About the Photographer
"Jack" has been a lifetime naturalist and has turned his causal photography hobby into a lifetime passion and mission. Your visit to this site is most appreciated and he hopes you enjoy the experience :)
Adding a teleconverter (TC) or extender (Ext.) to a lens, either to increase the reach of a telephoto (TC), or to increase the magnification of a macro lens (Ext.), always results in a corresponding loss of image quality. The user is, quite literally, exchanging ‘quality’ (best resolution) for ‘quantity’ (more reach/magnification). Sometimes this is quite noticeable, removing the benefit; however, with judicious selection, sometimes the results can be quite good. Therefore, I tend to be judicious in my usage of both TCs and extenders, preferring not to use them … unless I feel the trade-off will actually improve my result, rather than compromise it. That said, here is what I utilize:
Nikon’s upgraded AF-S 2x Teleconverter TC-20E III is an economical way to double your reach, but there is a pretty painful compromise in absolute quality for going ‘the cheap route’ in doing so. This extender is not going to work on most lenses. According to Photography Life, “While this (TC) works with any professional Nikon lens … it is specifically designed to work with fast prime lenses with an aperture of f/2.8 and larger.” (In other words, the 200 f/2G VR II, the 300 f/2.8G VR II, the 400 f/2.8E FL.) Using it on f/4 or f/5.6 super-telephotos is not going to bode well. I used it all the time on my 300mm f/2.8G VR II … however, since selling this lens in favor of the lighter 300 f/4E PF, I haven’t used it at all. I do keep it around, though, ‘just in case’ …

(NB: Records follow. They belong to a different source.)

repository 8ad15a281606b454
//! The symbol-tree walk and the text fallback.

use scry_lsp::{DocumentSymbol, Range, SymbolInformation, symbol_kind_name};

use crate::slicer::slice_lines;
use crate::{ChunkRange, DEFAULT_CHUNK_TARGET, MIN_CONTEXT_LINE_LEN, SemanticChunk};

#[derive(Debug, Clone, Copy)]
pub struct ChunkOptions {
    /// Character-count target for one chunk's content.
    pub max_chars: usize,
}

impl Default for ChunkOptions {
    fn default() -> Self {
        Self {
            max_chars: DEFAULT_CHUNK_TARGET,
        }
    }
}

/// Interpret a raw `textDocument/documentSymbol` response.
///
/// Servers return either the hierarchical `DocumentSymbol[]` shape or the
/// flat `SymbolInformation[]` shape; the flat one converts to childless
/// nodes. Anything else (null, malformed) yields no symbols, which sends
/// callers down the text-fallback path.
#[must_use]
pub fn symbols_from_value(value: &serde_json::Value) -> Vec<DocumentSymbol> {
    if value.is_null() {
        return Vec::new();
    }
    if let Ok(symbols) = serde_json::from_value::<Vec<DocumentSymbol>>(value.clone()) {
        return symbols;
    }
    if let Ok(flat) = serde_json::from_value::<Vec<SymbolInformation>>(value.clone()) {
        return flat
            .into_iter()
            .map(|symbol| DocumentSymbol {
                name: symbol.name,
                detail: None,
                kind: symbol.kind,
                range: symbol.location.range,
                selection_range: None,
                children: Vec::new(),
            })
            .collect();
    }
    Vec::new()
}

/// Chunk a document given its text and symbol tree.
///
/// With no symbols, falls back to [`fallback_chunks`]. Deterministic:
/// identical inputs produce identical chunk sequences.
#[must_use]
pub fn chunk_document(
    file_name: &str,
    text: &str,
    symbols: &[DocumentSymbol],
    options: &ChunkOptions,
) -> Vec<SemanticChunk> {
    if symbols.is_empty() {
        return fallback_chunks(file_name, text, options);
    }

    let lines: Vec<&str> = text
        .split('\n')
        .map(|line| line.strip_suffix('\r').unwrap_or(line))
        .collect();

    let mut chunks = Vec::new();
    for symbol in symbols {
        visit(symbol, None, &[], &lines, options, &mut chunks);
    }
    chunks
}

/// Slice raw text into line-respecting pieces of kind "File", named after
/// the file. Used when the symbol tree is absent, failed, or empty.
#[must_use]
pub fn fallback_chunks(file_name: &str, text: &str, options: &ChunkOptions) -> Vec<SemanticChunk> {
    slice_lines(text, options.max_chars)
        .into_iter()
        .map(|slice| {
            let end_char = last_line_chars(&slice.content);
            SemanticChunk {
                name: file_name.to_string(),
                kind: "File".to_string(),
                detail: None,
                range: ChunkRange {
                    start_line: slice.start_line as u32,
                    end_line: slice.end_line as u32,
                    start_char: 0,
                    end_char,
                },
                content: slice.content,
                parent: None,
                hierarchy: vec![file_name.to_string()],
                children: None,
            }
        })
        .collect()
}

fn visit(
    symbol: &DocumentSymbol,
    parent: Option<&str>,
    hierarchy: &[String],
    lines: &[&str],
    options: &ChunkOptions,
    out: &mut Vec<SemanticChunk>,
) {
    let text = extract_range(lines, &symbol.range);

    // Hierarchy is carried by value down each branch: ancestors first, this
    // symbol's own opening line last.
    let mut own_hierarchy = hierarchy.to_vec();
    if let Some(context) = context_line(lines, &symbol.range) {
        own_hierarchy.push(context);
    }

    let char_count = text.chars().count();

    if symbol.children.is_empty() {
        emit_leaf(symbol, parent, &own_hierarchy, &text, char_count, options, out);
    } else if char_count <= options.max_chars {
        // Fits whole: one chunk whose content already covers the children;
        // the child chunks ride along nested rather than as siblings.
        let mut nested = Vec::new();
        for child in &symbol.children {
            visit(child, Some(symbol.name.as_str()), &own_hierarchy, lines, options, &mut nested);
        }
        out.push(SemanticChunk {
            name: symbol.name.clone(),
            kind: symbol_kind_name(symbol.kind).to_string(),
            detail: symbol.detail.clone(),
            range: chunk_range(&symbol.range),
            content: text,
            parent: parent.map(ToString::to_string),
            hierarchy: own_hierarchy,
            children: if nested.is_empty() { None } else { Some(nested) },
        });
    } else {
        // Grouping node: its own body is covered by its children's chunks.
        for child in &symbol.children {
            visit(child, Some(symbol.name.as_str()), &own_hierarchy, lines, options, out);
        }
    }
}

fn emit_leaf(
    symbol: &DocumentSymbol,
    parent: Option<&str>,
    hierarchy: &[String],
    text: &str,
    char_count: usize,
    options: &ChunkOptions,
    out: &mut Vec<SemanticChunk>,
) {
    if char_count <= options.max_chars {
        out.push(SemanticChunk {
            name: symbol.name.clone(),
            kind: symbol_kind_name(symbol.kind).to_string(),
            detail: symbol.detail.clone(),
            range: chunk_range(&symbol.range),
            content: text.to_string(),
            parent: parent.map(ToString::to_string),
            hierarchy: hierarchy.to_vec(),
            children: None,
        });
        return;
    }

    // Oversized leaf: sibling chunks sharing all metadata.
    for slice in slice_lines(text, options.max_chars) {
        let start_char = if slice.start_line == 0 {
            symbol.range.start.character
        } else {
            0
        };
        out.push(SemanticChunk {
            name: symbol.name.clone(),
            kind: symbol_kind_name(symbol.kind).to_string(),
            detail: symbol.detail.clone(),
            range: ChunkRange {
                start_line: symbol.range.start.line + slice.start_line as u32,
                end_line: symbol.range.start.line + slice.end_line as u32,
                start_char,
                end_char: last_line_chars(&slice.content),
            },
            content: slice.content,
            parent: parent.map(ToString::to_string),
            hierarchy: hierarchy.to_vec(),
            children: None,
        });
    }
}

fn chunk_range(range: &Range) -> ChunkRange {
    ChunkRange {
        start_line: range.start.line,
        end_line: range.end.line,
        start_char: range.start.character,
        end_char: range.end.character,
    }
}

/// The trimmed source line a symbol starts on; omitted when too short to
/// carry any context.
fn context_line(lines: &[&str], range: &Range) -> Option<String> {
    let line = lines.get(range.start.line as usize)?.trim();
    if line.chars().count() < MIN_CONTEXT_LINE_LEN {
        None
    } else {
        Some(line.to_string())
    }
}

/// Slice the line buffer at a symbol's declared range: the partial first and
/// last lines concatenated with any full lines between. Out-of-range spans
/// clamp to the buffer.
fn extract_range(lines: &[&str], range: &Range) -> String {
    let start_line = range.start.line as usize;
    if lines.is_empty() || start_line >= lines.len() {
        return String::new();
    }
    let end_line = (range.end.line as usize).min(lines.len() - 1);
    let start_char = range.start.character as usize;
    let end_char = range.end.character as usize;

    if start_line == end_line {
        return char_slice(lines[start_line], start_char, Some(end_char));
    }

    let mut parts = Vec::with_capacity(end_line - start_line + 1);
    parts.push(char_slice(lines[start_line], start_char, None));
    for line in &lines[start_line + 1..end_line] {
        parts.push((*line).to_string());
    }
    parts.push(char_slice(lines[end_line], 0, Some(end_char)));
    parts.join("\n")
}

fn char_slice(line: &str, from: usize, to: Option<usize>) -> String {
    match to {
        Some(to) => line
            .chars()
            .skip(from)
            .take(to.saturating_sub(from))
            .collect(),
        None => line.chars().skip(from).collect(),
    }
}

fn last_line_chars(content: &str) -> u32 {
    let trimmed = content.strip_suffix('\n').unwrap_or(content);
    trimmed
        .rsplit('\n')
        .next()
        .unwrap_or("")
        .chars()
        .count() as u32
}
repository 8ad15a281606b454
//! The indexing pipeline: bounded-concurrency, resumable, crash-tolerant
//! chunking of every eligible file under a workspace root.
//!
//! Per-file failures are counted and logged but never abort the walk; only
//! the walk/log machinery itself is fatal. Language servers are recycled
//! after a configurable number of files to bound resource growth over
//! multi-hour runs.

use std::path::{Path, PathBuf};
use std::sync::Arc;
use std::time::Duration;

use anyhow::{Context, Result};
use tokio::sync::{Semaphore, mpsc};
use tokio::task::JoinSet;

use scry_chunk::{ChunkOptions, SemanticChunk, chunk_document, fallback_chunks, symbols_from_value};
use scry_lsp::{LspError, LspManager, protocol};

use crate::output::{self, IndexRecord};
use crate::walker;

#[derive(Debug, Clone)]
pub struct IndexerConfig {
    /// Log file name, created under the workspace root.
    pub output_file_name: String,
    /// In-flight file cap. Each in-flight file may hold an LSP request and a
    /// document buffer, so this bounds pressure on the server processes.
    pub max_in_flight: usize,
    /// Files above this byte count are skipped with a warning.
    pub max_file_bytes: u64,
    /// Outer deadline for one file's open → chunk sequence, independent of
    /// individual request timeouts.
    pub file_timeout: Duration,
    /// Deadline for each LSP request issued by the pipeline.
    pub request_timeout: Duration,
    /// Processed-file count between language-server recycles.
    pub recycle_interval: usize,
    pub chunk: ChunkOptions,
}

impl Default for IndexerConfig {
    fn default() -> Self {
        Self {
            output_file_name: "semantic_index.ndjson".to_string(),
            max_in_flight: 8,
            max_file_bytes: 512 * 1024,
            file_timeout: Duration::from_secs(120),
            request_timeout: Duration::from_secs(30),
            recycle_interval: 2000,
            chunk: ChunkOptions::default(),
        }
    }
}

/// Cumulative counters, logged periodically and returned at the end.
#[derive(Debug, Default, Clone, Copy, PartialEq, Eq)]
pub struct IndexStats {
    /// Files that entered per-file processing this run.
    pub processed: u64,
    /// Files that produced an index record.
    pub indexed: u64,
    /// Files skipped by design: over the size cap or with nothing to emit.
    pub skipped: u64,
    pub errors: u64,
}

enum FileOutcome {
    Indexed,
    Skipped,
    Failed,
}

pub struct Indexer {
    manager: Arc<LspManager>,
    config: IndexerConfig,
}

impl Indexer {
    #[must_use]
    pub fn new(manager: Arc<LspManager>, config: IndexerConfig) -> Self {
        Self { manager, config }
    }

    /// Run the pipeline to completion. All language clients are shut down
    /// and the log closed before returning, on success or failure.
    pub async fn run(&self) -> Result<IndexStats> {
        let result = self.run_inner().await;
        self.manager.shutdown().await;
        result
    }

    async fn run_inner(&self) -> Result<IndexStats> {
        let root = self.manager.workspace_root().to_path_buf();
        let log_path = root.join(&self.config.output_file_name);

        let already_processed = output::scan_processed(&log_path, &root).await?;

        let language_extensions = self
            .manager
            .supported_extensions()
            .into_iter()
            .collect();
        let mut files = walker::spawn_walker(root.clone(), language_extensions);
        let (record_tx, writer) = output::spawn_writer(log_path);

        let semaphore = Arc::new(Semaphore::new(self.config.max_in_flight.max(1)));
        let mut tasks: JoinSet<FileOutcome> = JoinSet::new();
        let mut stats = IndexStats::default();
        let mut files_since_recycle = 0usize;

        while let Some(path) = files.recv().await {
            if already_processed.contains(&path) {
                continue;
            }

            // Reap whatever finished since the last admission.
            while let Some(result) = tasks.try_join_next() {
                absorb(result, &mut stats, &mut files_since_recycle);
            }

            if files_since_recycle >= self.config.recycle_interval {
                tracing::info!(
                    files = files_since_recycle,
                    "recycling language servers"
                );
                while let Some(result) = tasks.join_next().await {
                    absorb(result, &mut stats, &mut files_since_recycle);
                }
                self.manager.shutdown().await;
                files_since_recycle = 0;
            }

            let permit = semaphore
                .clone()
                .acquire_owned()
                .await
                .context("acquiring worker permit")?;

            let manager = self.manager.clone();
            let record_tx = record_tx.clone();
            let root = root.clone();
            let config = self.config.clone();
            tasks.spawn(async move {
                let _permit = permit;
                process_file(&manager, &root, &path, &config, &record_tx).await
            });
        }

        while let Some(result) = tasks.join_next().await {
            absorb(result, &mut stats, &mut files_since_recycle);
        }

        drop(record_tx);
        let written = writer.await.context("joining log writer")??;

        tracing::info!(
            processed = stats.processed,
            indexed = stats.indexed,
            skipped = stats.skipped,
            errors = stats.errors,
            records = written,
            "indexing complete"
        );
        Ok(stats)
    }
}

fn absorb(
    result: Result<FileOutcome, tokio::task::JoinError>,
    stats: &mut IndexStats,
    files_since_recycle: &mut usize,
) {
    *files_since_recycle += 1;
    stats.processed += 1;
    match result {
        Ok(FileOutcome::Indexed) => stats.indexed += 1,
        Ok(FileOutcome::Skipped) => stats.skipped += 1,
        Ok(FileOutcome::Failed) => stats.errors += 1,
        Err(e) => {
            stats.errors += 1;
            tracing::error!("indexing task panicked: {e}");
        }
    }
    if stats.processed % 10 == 0 {
        tracing::info!(
            processed = stats.processed,
            errors = stats.errors,
            "indexing progress"
        );
    }
}

async fn process_file(
    manager: &LspManager,
    root: &Path,
    path: &PathBuf,
    config: &IndexerConfig,
    record_tx: &mpsc::Sender<IndexRecord>,
) -> FileOutcome {
    let rel = path
        .strip_prefix(root)
        .unwrap_or(path)
        .display()
        .to_string();

    match tokio::fs::metadata(path).await {
        Ok(meta) if meta.len() > config.max_file_bytes => {
            tracing::warn!(file = %rel, bytes = meta.len(), "skipping large file");
            return FileOutcome::Skipped;
        }
        Ok(_) => {}
        Err(e) => {
            tracing::error!(file = %rel, "failed to stat: {e}");
            return FileOutcome::Failed;
        }
    }

    let chunked = tokio::time::timeout(
        config.file_timeout,
        chunk_file(manager, path, config.request_timeout, config.chunk),
    )
    .await;

    match chunked {
        Ok(Ok(chunks)) => {
            if chunks.is_empty() {
                return FileOutcome::Skipped;
            }
            let record = IndexRecord {
                file_path: rel.clone(),
                chunks,
            };
            // Awaiting the bounded channel is the sink backpressure.
            if record_tx.send(record).await.is_err() {
                tracing::error!(file = %rel, "index log writer is gone");
                return FileOutcome::Failed;
            }
            FileOutcome::Indexed
        }
        Ok(Err(e)) if e.is_unsupported_extension() => {
            // Expected class: no server and no text fallback applied.
            FileOutcome::Skipped
        }
        Ok(Err(e)) => {
            tracing::error!(file = %rel, "failed to index: {e}");
            FileOutcome::Failed
        }
        Err(_) => {
            tracing::error!(
                file = %rel,
                timeout_ms = config.file_timeout.as_millis() as u64,
                "file processing timed out"
            );
            FileOutcome::Failed
        }
    }
}

/// Open the document, request its symbol tree, chunk, close the mirror.
///
/// Protocol-layer failures (no server for the extension, spawn failure, a
/// failed or empty documentSymbol) degrade to the text fallback; only
/// reading the file itself is a hard error.
async fn chunk_file(
    manager: &LspManager,
    path: &Path,
    request_timeout: Duration,
    options: ChunkOptions,
) -> Result<Vec<SemanticChunk>, LspError> {
    let file_name = path
        .file_name()
        .and_then(|n| n.to_str())
        .unwrap_or("file")
        .to_string();
    let uri = protocol::path_to_file_uri(path)?;
    let params = serde_json::json!({ "textDocument": { "uri": uri } });

    let response = manager
        .send_request(
            path,
            "textDocument/documentSymbol",
            Some(params),
            Some(request_timeout),
        )
        .await;

    match response {
        Ok(value) => {
            let record = manager
                .document(path)
                .await
                .ok_or(LspError::DocumentNotOpen { uri })?;
            let text = record.text().to_string();
            let symbols = symbols_from_value(&value);
            let _ = manager.close_document(path).await;
            Ok(chunk_document(&file_name, &text, &symbols, &options))
        }
        Err(e) if e.is_unsupported_extension() => {
            // Plain-text formats: no server owns them, slice directly.
            let text = tokio::fs::read_to_string(path).await?;
            Ok(fallback_chunks(&file_name, &text, &options))
        }
        Err(e) => {
            tracing::debug!(
                file = %file_name,
                "documentSymbol unavailable, using text fallback: {e}"
            );
            let text = tokio::fs::read_to_string(path).await?;
            if manager.is_document_open(path).await {
                let _ = manager.close_document(path).await;
            }
            Ok(fallback_chunks(&file_name, &text, &options))
        }
    }
}
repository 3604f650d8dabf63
mod helpers;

See @ Nikon: Nikon AF-S 2x Teleconverter TC-20E III
Nikon’s upgraded AF-S 1.4x Teleconverter TC-14E III is a different story for me. In exactly the opposite fashion as the more dramatic 2x TC III, use the 1.4x all the time–in fact, it is glued to my 300mm f/4E PF. While only adding only a 25% boost, it also only takes away a negligible amount of image quality, making it the perfect trade-off. With good technique, and good light, this lil’ teleconverter is an indispensable tool.
See @ Nikon: Nikon AF-S 1.4x Teleconverter TC-14E III
Unlike a teleconverter (which actually has internal glass which magnifies your existing lens), an extension tube is hollow. This creates space between the lens and the camera, which allows you to come closer than usual, to small subjects, thus producing a kind of ‘vicarious magnification’ such closer proximity allows. The former (TCs) are used on telephoto lenses, for longer range, while the latter (Ext. tubes) are used on ‘normal’ lenses to turn them into makeshift macro lenses. I seldom use extension tubes, as I have many dedicated macro options, but they do come on handy sometimes if I don’t have a proper macro lens with me. These tubes can be used singly, all-together, or placed in various combinations, in order to achieve the desired framing.